As requested I took along a few changes of clothes and these included a pair of trousers that I bought exactly a year ago. I haven't worn them since last summer and when I put them on at the studio I made the alarming discovery that they were too big in the waist by a whole 6 inches! I looked like I was wearing a clown's costume.
Once home I was prompted by my discovery to do two things. Firstly, I went through my wardrobe and promptly threw away half of my clothes. Most of them were a good 8 to 10 years old and suddenly seemed hideous. Secondly, I arranged to have three pairs of trousers taken in.
I am planning a trip to York at the weekend to buy new clothes, something I rarely do but which I am looking forward to. New clothes are symbolic of a new me.
And that's how I feel - new, or at least re-cycled. I do hope I keep the weight off though or I'll have now't to wear.
The other thing I did yesterday was to phone the hotel I am staying at in Montecatini, Italy at the end of next week. I wanted to confirm that my booking was still ok and get directions from the airport at Pisa.

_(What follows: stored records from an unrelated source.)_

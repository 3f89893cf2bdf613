/// Database migration runner
///
/// Wraps sqlx's embedded migration system. Migration files live in the
/// `migrations/` directory at the workspace root and are compiled into the
/// binary, so deployments never depend on loose .sql files.
///
/// # Example
///
/// ```no_run
/// use taskforge_shared::db::migrations::run_migrations;
/// use taskforge_shared::db::pool::{create_pool, DatabaseConfig};
///
/// #[tokio::main]
/// async fn main() -> Result<(), Box<dyn std::error::Error>> {
///     let config = DatabaseConfig {
///         url: std::env::var("DATABASE_URL")?,
///         ..Default::default()
///     };
///
///     let pool = create_pool(config).await?;
///     run_migrations(&pool).await?;
///
///     Ok(())
/// }
/// ```

use sqlx::postgres::PgPool;
use tracing::{info, warn};

/// Runs all pending database migrations
///
/// Applies every migration that has not been recorded in the
/// `_sqlx_migrations` table yet, in version order.
///
/// # Errors
///
/// Returns an error if:
/// - A migration file is malformed
/// - A migration fails to execute
/// - Database connection is lost during migration
pub async fn run_migrations(pool: &PgPool) -> Result<(), sqlx::migrate::MigrateError> {
    info!("Starting database migrations");

    let migrations = sqlx::migrate!("../migrations");

    match migrations.run(pool).await {
        Ok(()) => {
            info!("All database migrations completed successfully");
            Ok(())
        }
        Err(e) => {
            warn!("Migration failed: {}", e);
            Err(e)
        }
    }
}
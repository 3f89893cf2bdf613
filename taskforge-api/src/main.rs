//! # Taskforge API
//!
//! HTTP server for the Taskforge task manager. Exposes a token
//! authenticated REST API for personal to-do tasks: CRUD with soft
//! deletes, filtering/sorting/pagination, a completed/pending toggle,
//! and account endpoints (register, login, logout, current user).
//!
//! ## Usage
//!
//! ```bash
//! DATABASE_URL=postgresql://localhost/taskforge cargo run -p taskforge-api
//! ```
//!
//! Configuration comes from the environment (optionally via `.env`); see
//! [`taskforge_api::config::Config`] for the variables.

use taskforge_api::{
    app::{build_router, AppState},
    config::Config,
};
use taskforge_shared::db::{migrations::run_migrations, pool};
use tracing_subscriber::{layer::SubscriberExt, util::SubscriberInitExt};

#[tokio::main]
async fn main() -> anyhow::Result<()> {
    // Initialize tracing
    tracing_subscriber::registry()
        .with(
            tracing_subscriber::EnvFilter::try_from_default_env()
                .unwrap_or_else(|_| "taskforge_api=debug,tower_http=debug".into()),
        )
        .with(tracing_subscriber::fmt::layer())
        .init();

    tracing::info!("Taskforge API v{} starting...", env!("CARGO_PKG_VERSION"));

    let config = Config::from_env()?;

    let db = pool::create_pool(pool::DatabaseConfig {
        url: config.database.url.clone(),
        max_connections: config.database.max_connections,
        ..Default::default()
    })
    .await?;

    run_migrations(&db).await?;

    let bind_address = config.bind_address();
    let state = AppState::new(db, config);
    let app = build_router(state);

    let listener = tokio::net::TcpListener::bind(&bind_address).await?;
    tracing::info!("Listening on {}", bind_address);

    axum::serve(listener, app)
        .with_graceful_shutdown(shutdown_signal())
        .await?;

    tracing::info!("Server stopped");

    Ok(())
}

async fn shutdown_signal() {
    // Exits on the first signal; a second Ctrl-C kills the process
    if let Err(error) = tokio::signal::ctrl_c().await {
        tracing::error!(%error, "Failed to listen for shutdown signal");
        return;
    }

    tracing::info!("Shutdown signal received, draining connections...");
}
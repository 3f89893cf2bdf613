/// Tower middleware for the API server
///
/// Bearer-token authentication lives in [`crate::app`] as a thin
/// `from_fn` wrapper over the shared auth module; what remains here is
/// middleware with real Service plumbing.

pub mod security;
//! # Taskforge API Server Library
//!
//! This library provides the core functionality for the Taskforge API server:
//! a token-authenticated REST API for managing personal to-do tasks.
//!
//! ## Modules
//!
//! - `app`: Application state and router builder
//! - `config`: Configuration management
//! - `error`: Error handling and HTTP response mapping
//! - `middleware`: Security headers
//! - `resources`: Response representations of domain models
//! - `response`: The `{success, message, data}` envelope and pagination blocks
//! - `routes`: API route handlers
//! - `services`: Task and auth business logic plus audit logging

pub mod app;
pub mod config;
pub mod error;
pub mod middleware;
pub mod resources;
pub mod response;
pub mod routes;
pub mod services;
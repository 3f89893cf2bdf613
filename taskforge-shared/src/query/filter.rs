/// Task list filtering and sorting
///
/// [`TaskFilter`] is the parsed, typed form of the task list query string.
/// The HTTP layer builds one from raw parameters; the Postgres repository
/// translates it into WHERE/ORDER BY clauses. [`TaskFilter::matches`] and
/// [`TaskSort::apply`] are the same semantics expressed over in-memory
/// tasks, and serve as the reference the SQL translation is tested against.
///
/// # Filter Semantics
///
/// All active filters combine with AND:
///
/// - `status` / `priority`: exact match
/// - `search`: case-insensitive substring over title or description
/// - `due_date_from` / `due_date_to`: inclusive bounds; tasks without a due
///   date never match a bound
/// - `overdue`: due date in the past and status neither completed nor
///   cancelled
///
/// The `overdue` filter is stricter than the per-task overdue flag: the flag
/// exempts only completed tasks, the filter exempts cancelled ones too. The
/// flag answers "is this task late", the filter answers "is this task late
/// and still actionable".

use chrono::NaiveDate;

use crate::models::task::{Task, TaskPriority, TaskStatus};

/// Fields a task list can be sorted by
#[derive(Debug, Clone, Copy, PartialEq, Eq)]
pub enum SortField {
    Title,
    Status,
    Priority,
    DueDate,
    CreatedAt,
    UpdatedAt,
}

impl SortField {
    /// Column name as it appears in the query string and the tasks table
    pub fn as_str(&self) -> &'static str {
        match self {
            SortField::Title => "title",
            SortField::Status => "status",
            SortField::Priority => "priority",
            SortField::DueDate => "due_date",
            SortField::CreatedAt => "created_at",
            SortField::UpdatedAt => "updated_at",
        }
    }

    /// Parses a `sort_by` query value; returns `None` for anything outside
    /// the sortable set
    pub fn parse(value: &str) -> Option<Self> {
        match value {
            "title" => Some(SortField::Title),
            "status" => Some(SortField::Status),
            "priority" => Some(SortField::Priority),
            "due_date" => Some(SortField::DueDate),
            "created_at" => Some(SortField::CreatedAt),
            "updated_at" => Some(SortField::UpdatedAt),
            _ => None,
        }
    }
}

/// Sort direction, descending when not specified
#[derive(Debug, Clone, Copy, PartialEq, Eq, Default)]
pub enum SortOrder {
    Asc,
    #[default]
    Desc,
}

impl SortOrder {
    /// SQL keyword for this direction
    pub fn as_str(&self) -> &'static str {
        match self {
            SortOrder::Asc => "ASC",
            SortOrder::Desc => "DESC",
        }
    }

    /// Parses a `sort_order` query value
    pub fn parse(value: &str) -> Option<Self> {
        match value {
            "asc" => Some(SortOrder::Asc),
            "desc" => Some(SortOrder::Desc),
            _ => None,
        }
    }
}

/// Requested ordering for a task list
///
/// A `field` of `None` means the client sent no recognized `sort_by`, which
/// falls back to newest-first regardless of `order`.
#[derive(Debug, Clone, Copy, PartialEq, Eq, Default)]
pub struct TaskSort {
    /// Recognized sort field, if any
    pub field: Option<SortField>,

    /// Direction, only honored when `field` is set
    pub order: SortOrder,
}

impl TaskSort {
    /// Sorts tasks in place according to this ordering
    ///
    /// Status sorts by enum declaration order, priority by severity
    /// (urgent highest), and due dates place tasks without one first in
    /// ascending order and last in descending order. The Postgres
    /// repository emits ORDER BY clauses that match each of these.
    pub fn apply(&self, tasks: &mut [Task]) {
        let Some(field) = self.field else {
            tasks.sort_by(|a, b| b.created_at.cmp(&a.created_at));
            return;
        };

        tasks.sort_by(|a, b| {
            let ordering = match field {
                SortField::Title => a.title.cmp(&b.title),
                SortField::Status => a.status.cmp(&b.status),
                SortField::Priority => a.priority.severity().cmp(&b.priority.severity()),
                SortField::DueDate => a.due_date.cmp(&b.due_date),
                SortField::CreatedAt => a.created_at.cmp(&b.created_at),
                SortField::UpdatedAt => a.updated_at.cmp(&b.updated_at),
            };

            match self.order {
                SortOrder::Asc => ordering,
                SortOrder::Desc => ordering.reverse(),
            }
        });
    }
}

/// Parsed task list filter
///
/// `Default` is the unfiltered list: no constraints, newest-first ordering.
#[derive(Debug, Clone, Default)]
pub struct TaskFilter {
    /// Only tasks with this status
    pub status: Option<TaskStatus>,

    /// Only tasks with this priority
    pub priority: Option<TaskPriority>,

    /// Case-insensitive substring over title and description
    pub search: Option<String>,

    /// Only tasks due on or after this date
    pub due_date_from: Option<NaiveDate>,

    /// Only tasks due on or before this date
    pub due_date_to: Option<NaiveDate>,

    /// Only tasks past their due date and still actionable
    pub overdue: bool,

    /// Requested ordering
    pub sort: TaskSort,
}

impl TaskFilter {
    /// True when the task passes every active filter
    ///
    /// `today` anchors the overdue comparison so callers and tests share
    /// one clock.
    pub fn matches(&self, task: &Task, today: NaiveDate) -> bool {
        if let Some(status) = self.status {
            if task.status != status {
                return false;
            }
        }

        if let Some(priority) = self.priority {
            if task.priority != priority {
                return false;
            }
        }

        if let Some(ref search) = self.search {
            let term = search.to_lowercase();
            let in_title = task.title.to_lowercase().contains(&term);
            let in_description = task
                .description
                .as_ref()
                .map(|d| d.to_lowercase().contains(&term))
                .unwrap_or(false);

            if !in_title && !in_description {
                return false;
            }
        }

        if let Some(from) = self.due_date_from {
            match task.due_date {
                Some(due_date) if due_date >= from => {}
                _ => return false,
            }
        }

        if let Some(to) = self.due_date_to {
            match task.due_date {
                Some(due_date) if due_date <= to => {}
                _ => return false,
            }
        }

        if self.overdue {
            let past_due = task
                .due_date
                .map(|due_date| due_date < today)
                .unwrap_or(false);
            let actionable = task.status != TaskStatus::Completed
                && task.status != TaskStatus::Cancelled;

            if !past_due || !actionable {
                return false;
            }
        }

        true
    }
}
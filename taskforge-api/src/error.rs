/// Error handling for the API server
///
/// This module provides a unified error type that maps to HTTP responses.
/// All handlers return `Result<T, ApiError>` which converts to the
/// `{success: false, message, errors?}` envelope with the right status code.
///
/// # Status Mapping
///
/// | Variant        | Status | Body message                  |
/// |----------------|--------|-------------------------------|
/// | `Unauthorized` | 401    | variant message               |
/// | `Forbidden`    | 403    | variant message               |
/// | `NotFound`     | 404    | variant message               |
/// | `Validation`   | 422    | "Validation failed" + errors  |
/// | `Internal`     | 500    | "An internal error occurred"  |
///
/// Internal error detail is logged server-side and never sent to clients.

use axum::{
    http::StatusCode,
    response::{IntoResponse, Response},
    Json,
};
use serde::{Deserialize, Serialize};
use std::collections::BTreeMap;
use std::fmt;

use taskforge_shared::auth::middleware::AuthError;
use taskforge_shared::auth::password::PasswordError;
use taskforge_shared::repo::RepoError;

use crate::services::auth::AuthServiceError;
use crate::services::tasks::TaskError;

/// API result type alias
pub type ApiResult<T> = Result<T, ApiError>;

/// Field name to list of messages, ordered for stable response bodies
pub type FieldErrors = BTreeMap<String, Vec<String>>;

/// Unified API error type
#[derive(Debug)]
pub enum ApiError {
    /// Unauthorized (401)
    Unauthorized(String),

    /// Forbidden (403)
    Forbidden(String),

    /// Not found (404)
    NotFound(String),

    /// Unprocessable entity (422) - validation errors per field
    Validation(FieldErrors),

    /// Internal server error (500)
    Internal(String),
}

impl ApiError {
    /// Builds a validation error for a single field
    pub fn validation(field: &str, message: &str) -> Self {
        let mut errors = FieldErrors::new();
        errors.insert(field.to_string(), vec![message.to_string()]);
        ApiError::Validation(errors)
    }
}

/// Error response envelope
#[derive(Debug, Serialize, Deserialize)]
pub struct ErrorBody {
    /// Always `false` for errors
    pub success: bool,

    /// Human-readable error message
    pub message: String,

    /// Per-field validation messages
    #[serde(skip_serializing_if = "Option::is_none")]
    pub errors: Option<FieldErrors>,
}

impl fmt::Display for ApiError {
    fn fmt(&self, f: &mut fmt::Formatter<'_>) -> fmt::Result {
        match self {
            ApiError::Unauthorized(msg) => write!(f, "Unauthorized: {}", msg),
            ApiError::Forbidden(msg) => write!(f, "Forbidden: {}", msg),
            ApiError::NotFound(msg) => write!(f, "Not found: {}", msg),
            ApiError::Validation(errors) => {
                write!(f, "Validation failed: {} fields", errors.len())
            }
            ApiError::Internal(msg) => write!(f, "Internal error: {}", msg),
        }
    }
}

impl std::error::Error for ApiError {}

impl IntoResponse for ApiError {
    fn into_response(self) -> Response {
        let (status, message, errors) = match self {
            ApiError::Unauthorized(msg) => (StatusCode::UNAUTHORIZED, msg, None),
            ApiError::Forbidden(msg) => (StatusCode::FORBIDDEN, msg, None),
            ApiError::NotFound(msg) => (StatusCode::NOT_FOUND, msg, None),
            ApiError::Validation(errors) => (
                StatusCode::UNPROCESSABLE_ENTITY,
                "Validation failed".to_string(),
                Some(errors),
            ),
            ApiError::Internal(msg) => {
                // Log internal errors but don't expose details to clients
                tracing::error!("Internal error: {}", msg);
                (
                    StatusCode::INTERNAL_SERVER_ERROR,
                    "An internal error occurred".to_string(),
                    None,
                )
            }
        };

        let body = Json(ErrorBody {
            success: false,
            message,
            errors,
        });

        (status, body).into_response()
    }
}

/// Convert sqlx errors to API errors
///
/// A unique violation on the users email constraint is reported the same
/// way the registration validation reports it, so concurrent registrations
/// racing past the lookup still get a 422 rather than a 500.
impl From<sqlx::Error> for ApiError {
    fn from(err: sqlx::Error) -> Self {
        match err {
            sqlx::Error::RowNotFound => ApiError::NotFound("Resource not found".to_string()),
            sqlx::Error::Database(db_err) => {
                if let Some(constraint) = db_err.constraint() {
                    if constraint.contains("email") {
                        return ApiError::validation(
                            "email",
                            "The email has already been taken.",
                        );
                    }
                }

                ApiError::Internal(format!("Database error: {}", db_err))
            }
            _ => ApiError::Internal(format!("Database error: {}", err)),
        }
    }
}

/// Convert repository errors to API errors
impl From<RepoError> for ApiError {
    fn from(err: RepoError) -> Self {
        match err {
            RepoError::Database(e) => ApiError::from(e),
        }
    }
}

/// Convert authentication errors to API errors
///
/// Everything except a database failure collapses into the same 401 body,
/// so responses do not reveal whether a token was missing, malformed, or
/// expired.
impl From<AuthError> for ApiError {
    fn from(err: AuthError) -> Self {
        match err {
            AuthError::Database(e) => ApiError::from(e),
            AuthError::MissingToken | AuthError::InvalidFormat | AuthError::InvalidToken => {
                ApiError::Unauthorized("Unauthenticated.".to_string())
            }
        }
    }
}

/// Convert password errors to API errors
impl From<PasswordError> for ApiError {
    fn from(err: PasswordError) -> Self {
        ApiError::Internal(format!("Password operation failed: {}", err))
    }
}

/// Convert task service errors to API errors
impl From<TaskError> for ApiError {
    fn from(err: TaskError) -> Self {
        match err {
            TaskError::NotFound => ApiError::NotFound("Task not found".to_string()),
            TaskError::Forbidden => {
                ApiError::Forbidden("You do not have access to this task".to_string())
            }
            TaskError::Repo(e) => e.into(),
        }
    }
}

/// Convert auth service errors to API errors
impl From<AuthServiceError> for ApiError {
    fn from(err: AuthServiceError) -> Self {
        match err {
            AuthServiceError::InvalidCredentials => ApiError::Unauthorized(
                "Invalid credentials. Please check your email and password.".to_string(),
            ),
            AuthServiceError::EmailTaken => {
                ApiError::validation("email", "The email has already been taken.")
            }
            AuthServiceError::Password(e) => e.into(),
            AuthServiceError::Repo(e) => e.into(),
        }
    }
}

/// Convert validator errors to API errors
impl From<validator::ValidationErrors> for ApiError {
    fn from(err: validator::ValidationErrors) -> Self {
        let mut errors = FieldErrors::new();

        for (field, field_errors) in err.field_errors() {
            let messages = errors.entry(field.to_string()).or_default();
            for error in field_errors {
                messages.push(
                    error
                        .message
                        .as_ref()
                        .map(|m| m.to_string())
                        .unwrap_or_else(|| "This value is invalid.".to_string()),
                );
            }
        }

        ApiError::Validation(errors)
    }
}

#[cfg(test)]
mod tests {
    use super::*;

    #[test]
    fn test_error_display() {
        let err = ApiError::Unauthorized("Unauthenticated.".to_string());
        assert_eq!(err.to_string(), "Unauthorized: Unauthenticated.");

        let err = ApiError::NotFound("Task not found".to_string());
        assert_eq!(err.to_string(), "Not found: Task not found");

        let err = ApiError::validation("title", "Please provide a title for the task.");
        assert_eq!(err.to_string(), "Validation failed: 1 fields");
    }

    #[test]
    fn test_status_codes() {
        assert_eq!(
            ApiError::Unauthorized("x".into()).into_response().status(),
            StatusCode::UNAUTHORIZED
        );
        assert_eq!(
            ApiError::Forbidden("x".into()).into_response().status(),
            StatusCode::FORBIDDEN
        );
        assert_eq!(
            ApiError::NotFound("x".into()).into_response().status(),
            StatusCode::NOT_FOUND
        );
        assert_eq!(
            ApiError::validation("f", "m").into_response().status(),
            StatusCode::UNPROCESSABLE_ENTITY
        );
        assert_eq!(
            ApiError::Internal("x".into()).into_response().status(),
            StatusCode::INTERNAL_SERVER_ERROR
        );
    }

    #[test]
    fn test_error_body_omits_empty_errors() {
        let body = ErrorBody {
            success: false,
            message: "Task not found".to_string(),
            errors: None,
        };

        let json = serde_json::to_value(&body).unwrap();
        assert_eq!(json["success"], false);
        assert_eq!(json["message"], "Task not found");
        assert!(json.get("errors").is_none());
    }

    #[test]
    fn test_error_body_includes_field_errors() {
        let mut errors = FieldErrors::new();
        errors.insert(
            "title".to_string(),
            vec!["Please provide a title for the task.".to_string()],
        );

        let body = ErrorBody {
            success: false,
            message: "Validation failed".to_string(),
            errors: Some(errors),
        };

        let json = serde_json::to_value(&body).unwrap();
        assert_eq!(
            json["errors"]["title"][0],
            "Please provide a title for the task."
        );
    }

    #[test]
    fn test_row_not_found_maps_to_404() {
        let err = ApiError::from(sqlx::Error::RowNotFound);
        assert!(matches!(err, ApiError::NotFound(_)));
    }

    #[test]
    fn test_auth_errors_collapse_to_unauthenticated() {
        for source in [
            AuthError::MissingToken,
            AuthError::InvalidFormat,
            AuthError::InvalidToken,
        ] {
            let err = ApiError::from(source);
            match err {
                ApiError::Unauthorized(msg) => assert_eq!(msg, "Unauthenticated."),
                other => panic!("expected Unauthorized, got {:?}", other),
            }
        }
    }

    #[test]
    fn test_task_error_messages() {
        let err = ApiError::from(TaskError::NotFound);
        match err {
            ApiError::NotFound(msg) => assert_eq!(msg, "Task not found"),
            other => panic!("expected NotFound, got {:?}", other),
        }

        let err = ApiError::from(TaskError::Forbidden);
        match err {
            ApiError::Forbidden(msg) => {
                assert_eq!(msg, "You do not have access to this task")
            }
            other => panic!("expected Forbidden, got {:?}", other),
        }
    }

    #[test]
    fn test_invalid_credentials_message() {
        let err = ApiError::from(AuthServiceError::InvalidCredentials);
        match err {
            ApiError::Unauthorized(msg) => {
                assert_eq!(msg, "Invalid credentials. Please check your email and password.")
            }
            other => panic!("expected Unauthorized, got {:?}", other),
        }
    }

    #[test]
    fn test_email_taken_is_a_field_error() {
        let err = ApiError::from(AuthServiceError::EmailTaken);
        match err {
            ApiError::Validation(errors) => {
                assert_eq!(errors["email"], vec!["The email has already been taken."]);
            }
            other => panic!("expected Validation, got {:?}", other),
        }
    }
}
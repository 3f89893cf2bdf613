//! # Taskforge Shared Library
//!
//! Shared types and logic for the Taskforge API server: domain models,
//! authentication primitives, the task query engine, and database plumbing.
//!
//! ## Module Organization
//!
//! - `models`: Database models and their operations
//! - `auth`: Password hashing, token issuance, request authentication
//! - `query`: Task filtering, sorting, and pagination
//! - `repo`: Task persistence port and the Postgres adapter
//! - `db`: Connection pool and migrations

pub mod auth;
pub mod db;
pub mod models;
pub mod query;
pub mod repo;

/// Current version of the Taskforge shared library
pub const VERSION: &str = env!("CARGO_PKG_VERSION");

Once I got off the phone the realisation dawned on me - I'm going to Italy next week. The big adventure is about to begin. Wow!
To add to the cycle of change I am going through I did something today that I have been promising myself for a long time and which I think is quite daring - for me at least.
Around my neck and usually hidden from view I wear a very nice Ying and Yang symbol. Years ago I used to wear a crucifix but Ying and Yang more accurately descibes the beliefs that I have - that all life is about balance and this is the nature of all things. Light and dark, positive and negative, good and bad, it all balances out in the end.
I like this simple symbol so much that I envisioned it tattoed on to my upper arm. But I promised myself that I would only get such a tattoo when I was in better shape physically. Well, I reckon I am and today, after a visit to the optician I then popped around the corner to a very modern tattoo parlour. Half an hour later and I walked out with a very raw upper arm and my first tattoo. How cool is that?
I imagine that at 50 years old I am somewhat older than most of the shop's customers and that some people may think I am either mad or stupid. But sod it, I love my tattoo (even if it is a bit red and sore at the moment) and I love the freedom it symbolises.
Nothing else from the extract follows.